# What you have to do
Every word of the listing must be returned. Retype it exactly.

# Dataset records
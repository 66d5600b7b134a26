use bson::{DateTime, doc, oid::ObjectId};
use mongodb::Database;
use agencyhub_db::models::{Notification, SubAccount, User};
use thiserror::Error;
use tracing::warn;

use crate::dao::base::{BaseDao, DaoError, DaoResult};
use crate::identity::Caller;

#[derive(Debug, Error)]
pub enum ActivityError {
    #[error("an agency id or sub-account id is required")]
    MissingScope,
    #[error(transparent)]
    Dao(#[from] DaoError),
}

/// Resolves who acted and which agency owns the action, and records the
/// result as a notification.
pub struct ActivityService {
    users: BaseDao<User>,
    sub_accounts: BaseDao<SubAccount>,
    notifications: BaseDao<Notification>,
}

impl ActivityService {
    pub fn new(db: &Database) -> Self {
        Self {
            users: BaseDao::new(db, User::COLLECTION),
            sub_accounts: BaseDao::new(db, SubAccount::COLLECTION),
            notifications: BaseDao::new(db, Notification::COLLECTION),
        }
    }

    /// Determines the acting user for a partially known context.
    ///
    /// An authenticated caller is looked up by verified email (exact,
    /// case-sensitive). Without a caller, the first user of the agency
    /// owning `sub_account_id` stands in — "first" by store order, a
    /// deterministic but arbitrary pick when the agency has several users.
    /// `None` means no actor is available; that is a skip condition for the
    /// caller, not an error.
    pub async fn resolve_acting_user(
        &self,
        caller: Option<&Caller>,
        sub_account_id: Option<ObjectId>,
    ) -> DaoResult<Option<User>> {
        if let Some(caller) = caller {
            return self.users.find_one(doc! { "email": &caller.email }).await;
        }

        let Some(sub_account_id) = sub_account_id else {
            return Ok(None);
        };
        let Some(sub_account) = self
            .sub_accounts
            .find_one(doc! { "_id": sub_account_id })
            .await?
        else {
            return Ok(None);
        };

        self.users
            .find_one(doc! { "agency_id": sub_account.agency_id })
            .await
    }

    /// A given agency id is taken at face value; existence is enforced by
    /// the store at write time. Without one, the sub-account's owner is
    /// looked up. With neither, the call itself is malformed.
    pub async fn resolve_owning_agency(
        &self,
        agency_id: Option<ObjectId>,
        sub_account_id: Option<ObjectId>,
    ) -> Result<ObjectId, ActivityError> {
        if let Some(agency_id) = agency_id {
            return Ok(agency_id);
        }

        let sub_account_id = sub_account_id.ok_or(ActivityError::MissingScope)?;
        let sub_account = self
            .sub_accounts
            .find_one(doc! { "_id": sub_account_id })
            .await
            .map_err(ActivityError::Dao)?
            .ok_or(ActivityError::Dao(DaoError::NotFound))?;

        Ok(sub_account.agency_id)
    }

    /// Records `"<actor display name> | <description>"` scoped to the
    /// resolved agency, and to the sub-account when one was supplied.
    ///
    /// An unresolvable actor skips the write with a diagnostic — logging
    /// must never block the action it accompanies. `MissingScope` is the
    /// one hard failure: it flags a malformed call, not a runtime state.
    pub async fn log_activity(
        &self,
        caller: Option<&Caller>,
        description: &str,
        agency_id: Option<ObjectId>,
        sub_account_id: Option<ObjectId>,
    ) -> Result<(), ActivityError> {
        let Some(actor) = self.resolve_acting_user(caller, sub_account_id).await? else {
            warn!(description, "Could not resolve an acting user, skipping activity log");
            return Ok(());
        };

        let agency_id = self.resolve_owning_agency(agency_id, sub_account_id).await?;

        let notification = Notification {
            id: None,
            message: format!("{} | {}", actor.name, description),
            user_id: actor.id.expect("stored user has an id"),
            agency_id,
            sub_account_id,
            created_at: DateTime::now(),
        };
        self.notifications.insert_one(&notification).await?;
        Ok(())
    }
}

# Expected output
repository 66d5600b7b134a26
use bson::{DateTime, doc, oid::ObjectId};
use mongodb::Database;
use agencyhub_db::models::{Notification, SubAccount, User};
use thiserror::Error;
use tracing::warn;

use crate::dao::base::{BaseDao, DaoError, DaoResult};
use crate::identity::Caller;

#[derive(Debug, Error)]
pub enum ActivityError {
    #[error("an agency id or sub-account id is required")]
    MissingScope,
    #[error(transparent)]
    Dao(#[from] DaoError),
}

/// Resolves who acted and which agency owns the action, and records the
/// result as a notification.
pub struct ActivityService {
    users: BaseDao<User>,
    sub_accounts: BaseDao<SubAccount>,
    notifications: BaseDao<Notification>,
}

impl ActivityService {
    pub fn new(db: &Database) -> Self {
        Self {
            users: BaseDao::new(db, User::COLLECTION),
            sub_accounts: BaseDao::new(db, SubAccount::COLLECTION),
            notifications: BaseDao::new(db, Notification::COLLECTION),
        }
    }

    /// Determines the acting user for a partially known context.
    ///
    /// An authenticated caller is looked up by verified email (exact,
    /// case-sensitive). Without a caller, the first user of the agency
    /// owning `sub_account_id` stands in — "first" by store order, a
    /// deterministic but arbitrary pick when the agency has several users.
    /// `None` means no actor is available; that is a skip condition for the
    /// caller, not an error.
    pub async fn resolve_acting_user(
        &self,
        caller: Option<&Caller>,
        sub_account_id: Option<ObjectId>,
    ) -> DaoResult<Option<User>> {
        if let Some(caller) = caller {
            return self.users.find_one(doc! { "email": &caller.email }).await;
        }

        let Some(sub_account_id) = sub_account_id else {
            return Ok(None);
        };
        let Some(sub_account) = self
            .sub_accounts
            .find_one(doc! { "_id": sub_account_id })
            .await?
        else {
            return Ok(None);
        };

        self.users
            .find_one(doc! { "agency_id": sub_account.agency_id })
            .await
    }

    /// A given agency id is taken at face value; existence is enforced by
    /// the store at write time. Without one, the sub-account's owner is
    /// looked up. With neither, the call itself is malformed.
    pub async fn resolve_owning_agency(
        &self,
        agency_id: Option<ObjectId>,
        sub_account_id: Option<ObjectId>,
    ) -> Result<ObjectId, ActivityError> {
        if let Some(agency_id) = agency_id {
            return Ok(agency_id);
        }

        let sub_account_id = sub_account_id.ok_or(ActivityError::MissingScope)?;
        let sub_account = self
            .sub_accounts
            .find_one(doc! { "_id": sub_account_id })
            .await
            .map_err(ActivityError::Dao)?
            .ok_or(ActivityError::Dao(DaoError::NotFound))?;

        Ok(sub_account.agency_id)
    }

    /// Records `"<actor display name> | <description>"` scoped to the
    /// resolved agency, and to the sub-account when one was supplied.
    ///
    /// An unresolvable actor skips the write with a diagnostic — logging
    /// must never block the action it accompanies. `MissingScope` is the
    /// one hard failure: it flags a malformed call, not a runtime state.
    pub async fn log_activity(
        &self,
        caller: Option<&Caller>,
        description: &str,
        agency_id: Option<ObjectId>,
        sub_account_id: Option<ObjectId>,
    ) -> Result<(), ActivityError> {
        let Some(actor) = self.resolve_acting_user(caller, sub_account_id).await? else {
            warn!(description, "Could not resolve an acting user, skipping activity log");
            return Ok(());
        };

        let agency_id = self.resolve_owning_agency(agency_id, sub_account_id).await?;

        let notification = Notification {
            id: None,
            message: format!("{} | {}", actor.name, description),
            user_id: actor.id.expect("stored user has an id"),
            agency_id,
            sub_account_id,
            created_at: DateTime::now(),
        };
        self.notifications.insert_one(&notification).await?;
        Ok(())
    }
}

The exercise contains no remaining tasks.